Arterial thrombosis: going, gone!

Most antithrombotic approaches target prevention rather than the more clinically relevant issue of resolution of an existing thrombus. In this issue of Blood, Zhang and colleagues¹  describe a novel and effective therapeutic strategy for clearance of preexisting arterial thrombus in murine models of ischemic stroke.

Arterial thrombosis is initiated by platelets adhering to the damaged vessel wall. These adherent platelets become activated, leading to activation of the platelet integrin glycoprotein (GP) IIb-IIIa (α_IIbβ₃), which in binding fibrinogen and von Willebrand factor allows formation of a platelet aggregate or mural thrombus. At the same time, the damaged vessel wall and the activated platelet surface provide an acceleration of localized coagulation leading to thrombus stabilization by fibrin.² 

Thrombosis precipitating ischemic stroke is a major cause of morbidity and death.
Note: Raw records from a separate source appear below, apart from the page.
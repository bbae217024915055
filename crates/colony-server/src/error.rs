//! Error types for the ledger server binary.
//!
//! [`ServerError`] wraps every failure mode of startup and shutdown so
//! `main` can propagate with `?`.

/// Top-level error for the ledger server binary.
#[derive(Debug, thiserror::Error)]
pub enum ServerError {
    /// Configuration loading failed.
    #[error("config error: {source}")]
    Config {
        /// The underlying config error.
        #[from]
        source: crate::config::ConfigError,
    },

    /// Connecting to or migrating the database failed.
    #[error("database error: {source}")]
    Database {
        /// The underlying database error.
        #[from]
        source: colony_db::DbError,
    },

    /// The HTTP API could not be started.
    #[error("observer error: {source}")]
    Observer {
        /// The underlying startup error.
        #[from]
        source: colony_observer::StartupError,
    },

    /// NATS connection failed.
    #[error("NATS error: {message}")]
    Nats {
        /// Description of the NATS failure.
        message: String,
    },

    /// A background task panicked or was cancelled.
    #[error("task error: {message}")]
    Task {
        /// Description of the task failure.
        message: String,
    },
}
The capacity to limit brain infarct formation and resultant permanent neurologic damage requires resolution of the arterial thrombus, ideally within a narrow therapeutic window of up to 4 hours postocclusion. Clinical studies with GPIIb-IIIa receptor antagonists³  or other profibrinolytic approaches⁴  are not optimal and are typically associated with a high incidence of bleeding. Current treatment of acute ischemic stroke with tissue plasminogen activator shows best utility within 4.5 hours of occlusion and can also be associated with clinically significant bleeding,⁵  highlighting the pressing need for better and safer therapeutic approaches.
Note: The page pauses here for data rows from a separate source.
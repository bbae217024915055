//! Shared type definitions for the Colony simulation event ledger.
//!
//! This crate is the single source of truth for the records the ledger
//! stores and the notifications it publishes. Types flow downstream to
//! `TypeScript` via `ts-rs` for dashboard consumers.
//!
//! # Modules
//!
//! - [`ids`] -- 256-bit identifier newtypes and caller identity
//! - [`canonical`] -- Sorted-key JSON text used to derive run keys
//! - [`structs`] -- Runs, coordinates, fixed-point payloads and domain events
//! - [`notification`] -- Notification payloads and feed records
//! - [`scaling`] -- Saturating conversions from simulation units

pub mod canonical;
pub mod ids;
pub mod notification;
pub mod scaling;
pub mod structs;

// Re-export all public types at crate root for convenience.
pub use ids::{CallerId, CellId, CellKey, CollectibleId, ContentHash, IdError, RunKey};
pub use notification::{Notification, NotificationKind, NotificationRecord};
pub use structs::{
    DrugDeliveryEvent, ExperienceRecord, FoodCollectionEvent, GridCell, PayloadAmount, Position3, RunStatus,
    RunSummary, SimulationRun, TumorKillEvent,
};

#[cfg(test)]
mod tests {
    //! `TypeScript` binding generation.

    #[test]
    fn export_bindings() {
        // Files are written to the `bindings/` directory relative to the
        // crate root.
        use ts_rs::TS;

        let _ = crate::ids::RunKey::export_all();
        let _ = crate::ids::CellId::export_all();
        let _ = crate::ids::CollectibleId::export_all();
        let _ = crate::ids::CallerId::export_all();
        let _ = crate::ids::ContentHash::export_all();

        let _ = crate::structs::GridCell::export_all();
        let _ = crate::structs::Position3::export_all();
        let _ = crate::structs::PayloadAmount::export_all();
        let _ = crate::structs::RunStatus::export_all();
        let _ = crate::structs::RunSummary::export_all();
        let _ = crate::structs::SimulationRun::export_all();
        let _ = crate::structs::DrugDeliveryEvent::export_all();
        let _ = crate::structs::TumorKillEvent::export_all();
        let _ = crate::structs::FoodCollectionEvent::export_all();
        let _ = crate::structs::ExperienceRecord::export_all();

        let _ = crate::notification::NotificationKind::export_all();
        let _ = crate::notification::Notification::export_all();
        let _ = crate::notification::NotificationRecord::export_all();
    }
}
Zhang and colleagues have previously described a unique antiplatelet autoantibody in patients with HIV- or hepatitis C–related thrombocytopenia that recognizes the sequence GPIIIa49-66 and induces complement-independent platelet lysis by generation of reactive oxygen species and peroxide after platelet-reduced nicotinamide adenine dinucleotide phosphate oxidase activation.^6,7  Subsequently, they identified a human single-chain fragment variable region (scFv) antibody that recognized GPIIIa49-66 (A11), with similar functional properties to the patient autoantibody in that it preferentially bound to activated platelets and could also lyse arterial thrombus in vitro. In the current study,¹  Zhang et al have taken this translational medicine approach full circle by assessing the capacity of A11 to clear arterial thrombus in 2 murine stroke models. Although A11 showed considerable promise in these studies, restoring blood flow, for example, when administered 2 hours after carotid artery occlusion, the most dramatic and encouraging findings were obtained with a second-generation derivative of A11 (see figure).
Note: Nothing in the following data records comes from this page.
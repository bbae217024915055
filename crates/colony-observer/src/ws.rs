//! `WebSocket` handler for the live notification stream.
//!
//! Clients connect to `GET /ws/notifications` and receive every committed
//! notification as a JSON text frame, optionally filtered with
//! `?kind=drug_delivered,tumor_cell_killed`. The subscription is taken
//! before the upgrade completes, so nothing committed after the handshake
//! is missed.
//!
//! A client that falls behind receives a `{"lagged": n, "resume_after": seq}`
//! frame and should re-sync with `GET /api/notifications?since=seq`, then
//! keep reading the stream.

use std::str::FromStr;
use std::sync::Arc;

use axum::extract::ws::{Message, WebSocket};
use axum::extract::{Query, State, WebSocketUpgrade};
use axum::response::IntoResponse;
use colony_ledger::{FeedError, LedgerStore, Subscription};
use colony_types::NotificationKind;
use tracing::{debug, warn};

use crate::error::ObserverError;
use crate::state::AppState;

/// Query parameters for `GET /ws/notifications`.
#[derive(Debug, Default, serde::Deserialize)]
pub struct StreamQuery {
    /// Comma-separated notification kinds. Absent means every kind.
    pub kind: Option<String>,
}

/// Parse a comma-separated kind filter. Blank segments are ignored.
///
/// # Errors
///
/// Returns [`ObserverError::InvalidInput`] naming the first unknown kind.
pub fn parse_kinds(raw: &str) -> Result<Vec<NotificationKind>, ObserverError> {
    raw.split(',')
        .map(str::trim)
        .filter(|segment| !segment.is_empty())
        .map(|segment| NotificationKind::from_str(segment).map_err(ObserverError::InvalidInput))
        .collect()
}

/// Upgrade an HTTP request to a `WebSocket` streaming notifications.
///
/// # Route
///
/// `GET /ws/notifications?kind=...`
pub async fn ws_notifications<S: LedgerStore>(
    ws: WebSocketUpgrade,
    State(state): State<Arc<AppState<S>>>,
    Query(query): Query<StreamQuery>,
) -> Result<impl IntoResponse, ObserverError> {
    let subscription = match query.kind.as_deref() {
        Some(raw) => state.ledger.subscribe_kinds(parse_kinds(raw)?),
        None => state.ledger.subscribe(),
    };
    Ok(ws.on_upgrade(move |socket| stream(socket, subscription)))
}

/// Forward notifications to the socket until either side goes away.
async fn stream(mut socket: WebSocket, mut subscription: Subscription) {
    debug!("Notification stream client connected");
    let mut last_sent: u64 = 0;

    loop {
        tokio::select! {
            result = subscription.recv() => {
                let frame = match result {
                    Ok(record) => {
                        last_sent = record.sequence;
                        match serde_json::to_string(&record) {
                            Ok(json) => json,
                            Err(e) => {
                                warn!("Failed to serialize notification: {e}");
                                continue;
                            }
                        }
                    }
                    Err(FeedError::Lagged(skipped)) => {
                        warn!(skipped, resume_after = last_sent, "Notification stream client lagged");
                        serde_json::json!({ "lagged": skipped, "resume_after": last_sent }).to_string()
                    }
                    Err(FeedError::Closed) => {
                        debug!("Notification feed closed, shutting down WebSocket");
                        return;
                    }
                };
                if socket.send(Message::Text(frame.into())).await.is_err() {
                    debug!("Notification stream client disconnected (send failed)");
                    return;
                }
            }
            msg = socket.recv() => {
                match msg {
                    Some(Ok(Message::Close(_))) | None => {
                        debug!("Notification stream client disconnected");
                        return;
                    }
                    Some(Ok(Message::Ping(data))) => {
                        if socket.send(Message::Pong(data)).await.is_err() {
                            return;
                        }
                    }
                    Some(Err(e)) => {
                        debug!("WebSocket error: {e}");
                        return;
                    }
                    // Clients have nothing to say on this channel.
                    _ => {}
                }
            }
        }
    }
}
impl LedgerStore for PgLedgerStore {
    fn insert_visited(
        &self,
        cell: GridCell,
        pending: PendingNotification,
        feed: &NotificationFeed,
    ) -> impl Future<Output = Result<Option<NotificationRecord>, StoreError>> + Send {
        async move { Ok(self.insert_visited_tx(cell, pending, feed).await?) }
    }

    fn is_visited(&self, cell: GridCell) -> impl Future<Output = Result<bool, StoreError>> + Send {
        async move { Ok(self.is_visited_query(cell).await?) }
    }

    fn append_food(
        &self,
        event: FoodCollectionEvent,
        pending: PendingNotification,
        feed: &NotificationFeed,
    ) -> impl Future<Output = Result<NotificationRecord, StoreError>> + Send {
        async move { Ok(self.append_food_tx(event, pending, feed).await?) }
    }

    fn food_collections(
        &self,
        page: Page,
    ) -> impl Future<Output = Result<Vec<FoodCollectionEvent>, StoreError>> + Send {
        async move { Ok(self.food_query(page).await?) }
    }

    fn create_run(
        &self,
        run: SimulationRun,
        pending: PendingNotification,
        feed: &NotificationFeed,
    ) -> impl Future<Output = Result<Option<NotificationRecord>, StoreError>> + Send {
        async move { Ok(self.create_run_tx(run, pending, feed).await?) }
    }

    fn transition_run<F>(
        &self,
        run_key: RunKey,
        transition: F,
        feed: &NotificationFeed,
    ) -> impl Future<Output = Result<(SimulationRun, NotificationRecord), LedgerError>> + Send
    where
        F: FnOnce(SimulationRun) -> Result<RunTransition, LedgerError> + Send,
    {
        async move {
            self.transition_run_tx(run_key, transition, feed)
                .await
                .map_err(StoreError::from)?
        }
    }

    fn get_run(
        &self,
        run_key: RunKey,
    ) -> impl Future<Output = Result<Option<SimulationRun>, StoreError>> + Send {
        async move { Ok(self.get_run_query(run_key).await?) }
    }

    fn append_delivery<G>(
        &self,
        event: DrugDeliveryEvent,
        pending: PendingNotification,
        gate: G,
        feed: &NotificationFeed,
    ) -> impl Future<Output = Result<NotificationRecord, LedgerError>> + Send
    where
        G: FnOnce(&SimulationRun) -> Result<(), LedgerError> + Send,
    {
        async move {
            self.append_delivery_tx(event, pending, gate, feed)
                .await
                .map_err(StoreError::from)?
        }
    }

    fn append_kill<G>(
        &self,
        event: TumorKillEvent,
        pending: PendingNotification,
        gate: G,
        feed: &NotificationFeed,
    ) -> impl Future<Output = Result<NotificationRecord, LedgerError>> + Send
    where
        G: FnOnce(&SimulationRun) -> Result<(), LedgerError> + Send,
    {
        async move {
            self.append_kill_tx(event, pending, gate, feed)
                .await
                .map_err(StoreError::from)?
        }
    }

    fn delivery_count(&self, run_key: RunKey) -> impl Future<Output = Result<u64, StoreError>> + Send {
        async move {
            Ok(self
                .count_query("SELECT COUNT(*) FROM drug_deliveries WHERE run_key = $1", run_key)
                .await?)
        }
    }

    fn kill_count(&self, run_key: RunKey) -> impl Future<Output = Result<u64, StoreError>> + Send {
        async move {
            Ok(self
                .count_query("SELECT COUNT(*) FROM tumor_kills WHERE run_key = $1", run_key)
                .await?)
        }
    }

    fn deliveries(
        &self,
        run_key: RunKey,
        page: Page,
    ) -> impl Future<Output = Result<Vec<DrugDeliveryEvent>, StoreError>> + Send {
        async move { Ok(self.deliveries_query(run_key, page).await?) }
    }

    fn kills(
        &self,
        run_key: RunKey,
        page: Page,
    ) -> impl Future<Output = Result<Vec<TumorKillEvent>, StoreError>> + Send {
        async move { Ok(self.kills_query(run_key, page).await?) }
    }

    fn append_experience<G>(
        &self,
        experience: ExperienceRecord,
        pending: PendingNotification,
        gate: G,
        feed: &NotificationFeed,
    ) -> impl Future<Output = Result<NotificationRecord, LedgerError>> + Send
    where
        G: FnOnce(&SimulationRun) -> Result<(), LedgerError> + Send,
    {
        async move {
            self.append_experience_tx(experience, pending, gate, feed)
                .await
                .map_err(StoreError::from)?
        }
    }

    fn experience_count(&self, run_key: RunKey) -> impl Future<Output = Result<u64, StoreError>> + Send {
        async move {
            Ok(self
                .count_query("SELECT COUNT(*) FROM experiences WHERE run_key = $1", run_key)
                .await?)
        }
    }

    fn experiences(
        &self,
        run_key: RunKey,
        page: Page,
    ) -> impl Future<Output = Result<Vec<ExperienceRecord>, StoreError>> + Send {
        async move { Ok(self.experiences_query(run_key, page).await?) }
    }

    fn notifications_since(
        &self,
        cursor: u64,
        limit: u32,
    ) -> impl Future<Output = Result<Vec<NotificationRecord>, StoreError>> + Send {
        async move { Ok(self.notifications_query(cursor, limit).await?) }
    }

    fn latest_sequence(&self) -> impl Future<Output = Result<u64, StoreError>> + Send {
        async move { Ok(self.latest_sequence_query().await?) }
    }
}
This variant, termed SLK (single-chain linked first kringle), was produced by coupling the A11 scFv fragment through a linker peptide to the first kringle domain of plasminogen. The rationale, experimentally confirmed in this study, was that the first kringle domain of plasminogen would allow SLK to home to, and covalently bond with, terminal lysine residues within partially degraded fibrin associated with the platelet thrombus, similar to the approach recently used to create Delta-plasmin⁸  and serving to concentrate the A11 scFv component directly at the platelet thrombus where platelet lysis would then occur. Critically, SLK behaves in mice with many of the advantages that would be hoped for in an optimal therapeutic thrombolytic. First, SLK could reproducibly lyse thrombus and restore blood flow when administered 4 hours after cessation of blood flow or induction of stroke, whereas A11 was ineffective at this time period after arterial occlusion. SLK showed partial protection against infarct (34% reduction) and significantly preserved neurologic function (as measured by postural reflex), without evidence of cerebral bleeding. In contrast, in the same murine model, one-third of mice treated with tissue plasminogen activator died of intracranial hemorrhage.⁹  Second, SLK caused minimal thrombocytopenia (∼11% reduction in platelet count at the 4-hour postadministration nadir), with restoration of normal count at 24 hours. Third, SLK bound preferentially to activated platelets and lysed platelets by the same functional mechanism as A11. Fourth, SLK had no affect on platelet aggregation in vitro. Importantly, ex vivo analysis of blood platelets taken from mice 4 hours after SLK administration showed no evidence of platelet activation and did show normal collagen and thrombin agonist responses in terms of P-selectin expression and formation of platelet-monocyte aggregates. Fifth, SLK had no effect on bleeding time. Finally, as a human scFv antibody construct, SLK would be less likely to act as a foreign antigen and would be unlikely to activate complement or invoke an inflammatory phagocytic cytokine response because it lacks an Fc domain.

The current study did not address SLK's use as a thrombolytic in other vascular beds, for example, in coronary artery thrombosis, where it might act as an alternative in some circumstances to coronary artery stenting and other more interventional approaches. Any potential effect of A11 and/or SLK on the endothelial integrin α_vβ₃ sharing the A11 epitope-bearing β₃ chain also remains to be elucidated. If these promising preclinical studies can be replicated in first studies in humans, they are likely to provide better and safer treatment options in ischemic stroke.